A single number is the answer: the count of lines in these records with "join" in them.

──────── Supplied data ────────

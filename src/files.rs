use anyhow::{anyhow, Result};
use bytes::Bytes;
use sha2::{Digest, Sha256};
use std::path::{Path, PathBuf};
use tokio::fs;

/// Validate an upload as an image within the size cap and return the mime
/// type to record. Sniffs the actual bytes first; the declared type and the
/// file extension are fallbacks only.
pub fn validate_image(
    name: &str,
    declared_mime: Option<&str>,
    data: &Bytes,
    max_bytes: u64,
) -> Result<String> {
    if data.len() as u64 > max_bytes {
        return Err(anyhow!("file_too_large"));
    }
    if let Some(kind) = infer::get(data) {
        let mime = kind.mime_type();
        if mime.starts_with("image/") {
            return Ok(mime.to_string());
        }
        return Err(anyhow!("not_an_image"));
    }
    let fallback = declared_mime
        .map(|m| m.to_string())
        .or_else(|| mime_guess::from_path(name).first().map(|m| m.to_string()))
        .unwrap_or_default();
    if fallback.starts_with("image/") {
        return Ok(fallback);
    }
    Err(anyhow!("not_an_image"))
}

/// Save file data into a content-addressed store and return its hash id.
pub async fn save_file<P: AsRef<Path>>(base: P, data: Bytes) -> Result<String> {
    let mut hasher = Sha256::new();
    hasher.update(&data);
    let hash = format!("{:x}", hasher.finalize());
    let sub = &hash[..2];
    let dir = base.as_ref().join(sub);
    fs::create_dir_all(&dir).await?;
    let path = dir.join(&hash);
    fs::write(path, data).await?;
    Ok(hash)
}

/// On-disk path for a file id, if the id looks like one of our hashes.
pub fn file_path<P: AsRef<Path>>(base: P, id: &str) -> Option<PathBuf> {
    if id.len() < 2 || !id.chars().all(|c| c.is_ascii_hexdigit()) {
        return None;
    }
    let sub = &id[..2];
    Some(base.as_ref().join(sub).join(id))
}

#[cfg(test)]
mod tests {
    use super::*;

    // smallest valid PNG header, enough for sniffing
    const PNG: &[u8] = &[0x89, b'P', b'N', b'G', 0x0d, 0x0a, 0x1a, 0x0a, 0, 0, 0, 0];

    #[tokio::test]
    async fn saves_and_paths_file() {
        let tmp = tempfile::tempdir().unwrap();
        let id = save_file(tmp.path(), Bytes::from_static(b"hello"))
            .await
            .unwrap();
        let expected = file_path(tmp.path(), &id).unwrap();
        assert!(expected.exists());
        let subdir = &id[..2];
        assert!(expected.parent().unwrap().ends_with(subdir));
    }

    #[test]
    fn rejects_non_images_and_oversize() {
        let png = Bytes::from_static(PNG);
        let mime = validate_image("cat.png", Some("image/png"), &png, 1024).unwrap();
        assert_eq!(mime, "image/png");
        assert_eq!(
            validate_image("cat.png", Some("image/png"), &png, 4)
                .unwrap_err()
                .to_string(),
            "file_too_large"
        );
        let text = Bytes::from_static(b"%PDF-1.4 not an image");
        assert_eq!(
            validate_image("doc.pdf", Some("application/pdf"), &text, 1024)
                .unwrap_err()
                .to_string(),
            "not_an_image"
        );
    }

    #[test]
    fn path_rejects_bad_ids() {
        assert!(file_path("/tmp", "..").is_none());
        assert!(file_path("/tmp", "a").is_none());
        assert!(file_path("/tmp", "../../etc/passwd").is_none());
        assert!(file_path("/tmp", "deadbeef").is_some());
    }
}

────────

Response: 3